The Chosen One and You

We live in rude times. But for those of use in the United States, an oppressive wave of individualism (culminating in the persona of Donald Trump) has been riding out our cultural commentary and news media for the past several years. Oppressive Individualism is nothing new to the West, however. It’s cropped up before in “bootstraps” responses to poverty, in “personal responsibility” narratives in everything from mental health to reproductive rights to gun violence, and in the perennial “I got mine” response to social program and safety net proposals. Oppressive Individualism is, in many ways, the ultimate manifestation of Weber’s “Protestant Work Ethic,” where labor is virtue, wealth is merit and divine favor, and every man’s home is his castle. But I would also add to this the narrative of the “Chosen One.” It’s become a problem that we are all the heroes of our own stories.

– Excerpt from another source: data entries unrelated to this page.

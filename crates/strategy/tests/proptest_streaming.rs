mod support;

use chrono::Duration;
use common::Bar;
use proptest::prelude::*;
use strategy::indicators::{EmaRibbon, EmaRibbonConfig, Kdj, KdjConfig, Macd, MacdConfig, Rsi, RsiConfig};
use strategy::{EngineSettings, SignalEngine, Strategy};
use support::start;

const CODE: &str = "HK.00700";

fn variants(settings: EngineSettings) -> Vec<Box<dyn Strategy>> {
    vec![
        Box::new(SignalEngine::new("ribbon", EmaRibbon::new(EmaRibbonConfig::default()), settings)),
        Box::new(SignalEngine::new("kdj", Kdj::new(KdjConfig::default()), settings)),
        Box::new(SignalEngine::new("macd", Macd::new(MacdConfig::default()), settings)),
        Box::new(SignalEngine::new("rsi", Rsi::new(RsiConfig::default()), settings)),
    ]
}

fn bar_at(minute: i64, close: f64) -> Bar {
    Bar {
        code: CODE.to_string(),
        time_key: start() + Duration::minutes(minute),
        open: close,
        high: close * 1.01,
        low: close * 0.99,
        close,
        volume: 1.0,
    }
}

proptest! {
    /// A live series never holds more bars than the observation window.
    #[test]
    fn live_series_never_exceeds_window(
        window in 2usize..40,
        closes in prop::collection::vec(0.01f64..10_000.0, 1..120),
    ) {
        for mut strategy in variants(EngineSettings::live(window)) {
            for (i, &close) in closes.iter().enumerate() {
                strategy.update(bar_at(i as i64, close)).unwrap();
                prop_assert!(strategy.series_len(CODE) <= window);
            }
            prop_assert_eq!(strategy.series_len(CODE), closes.len().min(window));
        }
    }

    /// Repeated and out-of-order time keys never grow the series past the
    /// number of distinct keys.
    #[test]
    fn series_length_counts_distinct_time_keys(
        updates in prop::collection::vec((0i64..30, 1.0f64..500.0), 1..150),
    ) {
        let distinct: std::collections::BTreeSet<i64> = updates.iter().map(|(m, _)| *m).collect();
        for mut strategy in variants(EngineSettings::backtest()) {
            for &(minute, close) in &updates {
                strategy.update(bar_at(minute, close)).unwrap();
            }
            prop_assert_eq!(strategy.series_len(CODE), distinct.len());
        }
    }

    /// Decisions on arbitrary price paths never panic, and never fire both ways.
    #[test]
    fn decisions_never_panic_or_conflict(
        closes in prop::collection::vec(0.0001f64..1_000_000.0, 0..200),
    ) {
        for mut strategy in variants(EngineSettings::backtest()) {
            for (i, &close) in closes.iter().enumerate() {
                strategy.update(bar_at(i as i64, close)).unwrap();
                prop_assert!(!(strategy.buy(CODE) && strategy.sell(CODE)));
            }
        }
    }
}
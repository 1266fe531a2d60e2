use std::collections::{HashMap, VecDeque};

use common::Bar;

/// How an incoming bar was reconciled into its series.
#[derive(Debug, Clone, Copy, PartialEq, Eq)]
pub enum Reconcile {
    /// Newer than everything stored.
    Appended,
    /// Same `time_key` as a stored bar; the stored bar was overwritten.
    Replaced,
    /// Older than the newest stored bar, placed at its ordered position.
    Inserted,
}

/// Bars of one instrument plus one derived row per bar.
///
/// Bars are ordered by `time_key` with no duplicates. `rows` is only
/// meaningful once the owning engine has recomputed after a mutation.
#[derive(Debug, Clone)]
pub struct InstrumentSeries<R> {
    bars: VecDeque<Bar>,
    rows: Vec<R>,
    faulted: bool,
}

impl<R> Default for InstrumentSeries<R> {
    fn default() -> Self {
        Self {
            bars: VecDeque::new(),
            rows: Vec::new(),
            faulted: false,
        }
    }
}

impl<R> InstrumentSeries<R> {
    pub fn len(&self) -> usize {
        self.bars.len()
    }

    pub fn is_empty(&self) -> bool {
        self.bars.is_empty()
    }

    pub fn bars(&self) -> impl ExactSizeIterator<Item = &Bar> + '_ {
        self.bars.iter()
    }

    pub fn rows(&self) -> &[R] {
        &self.rows
    }

    pub fn latest_bar(&self) -> Option<&Bar> {
        self.bars.back()
    }

    /// Last update for this instrument failed; no signal until the next
    /// successful one.
    pub fn is_faulted(&self) -> bool {
        self.faulted
    }

    /// `(previous, current)` rows, if at least two exist.
    pub fn last_two_rows(&self) -> Option<(&R, &R)> {
        match self.rows.as_slice() {
            [.., previous, current] => Some((previous, current)),
            _ => None,
        }
    }

    pub(crate) fn replace_all(&mut self, bars: Vec<Bar>) {
        self.bars = normalize(bars);
        self.rows.clear();
    }

    pub(crate) fn upsert(&mut self, bar: Bar) -> Reconcile {
        let outcome = match self
            .bars
            .binary_search_by(|stored| stored.time_key.cmp(&bar.time_key))
        {
            Ok(i) => {
                self.bars[i] = bar;
                Reconcile::Replaced
            }
            Err(i) if i == self.bars.len() => {
                self.bars.push_back(bar);
                Reconcile::Appended
            }
            Err(i) => {
                self.bars.insert(i, bar);
                Reconcile::Inserted
            }
        };
        self.rows.clear();
        outcome
    }

    /// Drop the oldest bars until at most `max` remain. Returns how many
    /// were dropped.
    pub(crate) fn truncate_front(&mut self, max: usize) -> usize {
        let excess = self.bars.len().saturating_sub(max);
        self.bars.drain(..excess);
        excess
    }

    pub(crate) fn recompute_with(&mut self, compute: impl FnOnce(&[Bar]) -> Vec<R>) {
        let rows = compute(self.bars.make_contiguous());
        debug_assert_eq!(rows.len(), self.bars.len());
        self.rows = rows;
        self.faulted = false;
    }

    pub(crate) fn set_faulted(&mut self) {
        self.faulted = true;
    }
}

/// Sort by `time_key` and collapse duplicates, the later one in input
/// order winning.
fn normalize(mut bars: Vec<Bar>) -> VecDeque<Bar> {
    bars.sort_by(|a, b| a.time_key.cmp(&b.time_key));
    let mut out: VecDeque<Bar> = VecDeque::with_capacity(bars.len());
    for bar in bars {
        match out.back_mut() {
            Some(last) if last.time_key == bar.time_key => *last = bar,
            _ => out.push_back(bar),
        }
    }
    out
}

/// Per-instrument series, keyed by instrument code.
///
/// Series are created on first use and live as long as the store. Callers
/// outside this crate only ever get shared references.
#[derive(Debug, Clone)]
pub struct BarStore<R> {
    series: HashMap<String, InstrumentSeries<R>>,
}

impl<R> Default for BarStore<R> {
    fn default() -> Self {
        Self {
            series: HashMap::new(),
        }
    }
}

impl<R> BarStore<R> {
    pub fn get(&self, code: &str) -> Option<&InstrumentSeries<R>> {
        self.series.get(code)
    }

    pub fn codes(&self) -> impl Iterator<Item = &str> + '_ {
        self.series.keys().map(String::as_str)
    }

    pub fn len(&self) -> usize {
        self.series.len()
    }

    pub fn is_empty(&self) -> bool {
        self.series.is_empty()
    }

    pub(crate) fn entry(&mut self, code: &str) -> &mut InstrumentSeries<R> {
        self.series.entry(code.to_string()).or_default()
    }

    pub(crate) fn get_mut(&mut self, code: &str) -> Option<&mut InstrumentSeries<R>> {
        self.series.get_mut(code)
    }
}

#[cfg(test)]
mod tests {
    use super::*;
    use crate::indicators::make_bars;

    fn series_of(closes: &[f64]) -> InstrumentSeries<f64> {
        let mut s = InstrumentSeries::default();
        s.replace_all(make_bars("HK.00700", closes));
        s
    }

    #[test]
    fn newer_bar_is_appended() {
        let mut s = series_of(&[1.0, 2.0]);
        let next = make_bars("HK.00700", &[1.0, 2.0, 3.0]).pop().unwrap();
        assert_eq!(s.upsert(next), Reconcile::Appended);
        assert_eq!(s.len(), 3);
    }

    #[test]
    fn same_time_key_replaces_in_place() {
        let mut s = series_of(&[1.0, 2.0, 3.0]);
        let mut corrected = make_bars("HK.00700", &[1.0, 2.0, 3.0])[1].clone();
        corrected.close = 2.5;
        assert_eq!(s.upsert(corrected), Reconcile::Replaced);
        assert_eq!(s.len(), 3);
        let closes: Vec<f64> = s.bars().map(|b| b.close).collect();
        assert_eq!(closes, vec![1.0, 2.5, 3.0]);
    }

    #[test]
    fn late_bar_keeps_series_ordered() {
        let all = make_bars("HK.00700", &[1.0, 2.0, 3.0]);
        let mut s = InstrumentSeries::<f64>::default();
        s.replace_all(vec![all[0].clone(), all[2].clone()]);
        assert_eq!(s.upsert(all[1].clone()), Reconcile::Inserted);
        let keys: Vec<_> = s.bars().map(|b| b.time_key).collect();
        assert!(keys.windows(2).all(|w| w[0] < w[1]));
    }

    #[test]
    fn batch_is_sorted_and_deduplicated_last_wins() {
        let bars = make_bars("HK.00700", &[1.0, 2.0, 3.0]);
        let mut dup = bars[0].clone();
        dup.close = 9.0;
        let mut s = InstrumentSeries::<f64>::default();
        s.replace_all(vec![bars[2].clone(), bars[0].clone(), bars[1].clone(), dup]);
        let closes: Vec<f64> = s.bars().map(|b| b.close).collect();
        assert_eq!(closes, vec![9.0, 2.0, 3.0]);
    }

    #[test]
    fn truncate_drops_oldest_first() {
        let mut s = series_of(&[1.0, 2.0, 3.0, 4.0, 5.0]);
        assert_eq!(s.truncate_front(3), 2);
        let closes: Vec<f64> = s.bars().map(|b| b.close).collect();
        assert_eq!(closes, vec![3.0, 4.0, 5.0]);
        assert_eq!(s.truncate_front(10), 0);
    }

    #[test]
    fn last_two_rows_needs_two() {
        let mut s = series_of(&[1.0]);
        s.recompute_with(|bars| bars.iter().map(|b| b.close).collect());
        assert!(s.last_two_rows().is_none());

        let mut s = series_of(&[1.0, 2.0, 3.0]);
        s.recompute_with(|bars| bars.iter().map(|b| b.close).collect());
        assert_eq!(s.last_two_rows(), Some((&2.0, &3.0)));
    }

    #[test]
    fn store_creates_series_on_first_use() {
        let mut store = BarStore::<f64>::default();
        assert!(store.get("HK.00700").is_none());
        store.entry("HK.00700").replace_all(make_bars("HK.00700", &[1.0]));
        assert_eq!(store.get("HK.00700").map(|s| s.len()), Some(1));
        assert_eq!(store.len(), 1);
    }
}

You’ve seen the Chosen One everywhere. It’s a staple of YA fiction which means, given the popularity of adapting young adult novels for the big screen, that it is also everywhere in movies and television. Harry Potter, The Hunger Games, a long list of superheroes, Doctor Who, Game of Thrones, Highlander, The Bible, you get the idea. In fact, even the most cursory Google search by that name will net an unending list of characters, mythic figures, and even a few actual people who fit into this particular trope. But my point here is not in offering yet another film or literary critique of the Chosen One narrative but rather to point out some of the more insidious effects it has on modern popular culture today. And in light of Oppressive Individualism, the Chosen One fits right in.

When you are the hero of your own story, the rest of the world is relegated to a supporting cast (i.e., magnifying the individual’s narrative at the expense of all others), and what is more, one whose implicit job it is to refashion the world so as to result in your personal triumph. Many feminist critics point out, quite fairly, that this has often resulted in expressions of male privilege that assume that every man is meant to “get the girl” and that women are ultimately awarded to hero-men as prizes. In Critical Race Theory, the Chosen One narrative is, by and large, enjoyed by whites who fashion themselves Men versus Nature, Civilized versus Savage, or the Lone Hero on the Mountain (despite all the help he or she needs to get there). It is also the narrative that results in “tokenism,” where the single hero of color or queer hero is set aside from their marginalized community and held up as a kind of special example not indicative of the rest of their group (and therefore discouraging solidarity). But there is another facet to all this, and that is the pervasive and unacknowledged, but very deep-seated, desire for unearned adoration and significance that one doesn’t have to create for oneself. It’s like Western Positivist Science writ Culture – your “specialness” and the meaning of your life isn’t something you make, it’s something you discover somewhere out there. Or hopefully, that someone else discovers and tells you about before it comes crashing down into your lap.

But what is behind this desperation to have meaning and importance handed to us? Doesn’t it seem counter-intuitive that a society so focused on the virtue of work wouldn’t relish the idea of creating one’s own meaning and place in the world? Wouldn’t a built and earned status be so much better than an unearned one handed out by the Universe? Apparently not. Rather, it would seem that the Chosen One trope within Oppressive Individualism is Chimimanda Adichie’s “The Danger of a Single Story.” It’s the belief that our own voice is authoritative and true, while all other voices are inauthentic, fractured, biased, and superfluous. The Chosen One is our own commitment to the idea that we (the Western, the White, the Anglophone, the Able, the Male) see the world objectively, just as it is, while those around us are constrained by their genders, their races, their abilities, their geographical origins, and their histories (and that we are not). The Chosen One says that we are custodians of reality.

A look into modern science communication also bears this out. The voices currently shaping our understanding of culture don’t come from the social sciences. Indeed, they come from STEM (i.e., Western Positivist Science). Richard Dawkins, Steven Pinker, Neil DeGrasse Tyson, Sam Harris, and all those who seek to reduce human lifeways into questions of biological evolution or reductive chemistry and physics or who interpret cultural data through a decidedly empirical lens (as if to imply that resulting conclusions are somewhere more objective, more real, that anything interpretive). Even an online search for “Best Anthropology Books” or the like leads to lists that place Jared Diamond and Richard Dawkins at the top rather than highlighting say, Engelke’s new book “How to Think Like an Anthropologist” or Graeber’s “Debt: The First 5000 Years” or “Do Muslim Women Need Saving?” by Lila Abu-Lughod. Somewhere along the line, our “Chosen Ones” were selected for us and quite a few were all too happy to join in the cults of personality.

This is why intersectionality and diversity are so vital to our future. We must become comfortable with the “partial truths” (Clifford) that surround us. Or, at least, the idea that there is truth in every perspective. Not the whole truth and nothing but; but an emergence of truth that comes from multitudinous sources because no single person can be the reference of all things. In the end, that none of us are the Chosen One. There’s always been more than one seat at the table.

And so, to all this I say…. By the power of Greyskull!…………………Huh. You know, this usually works.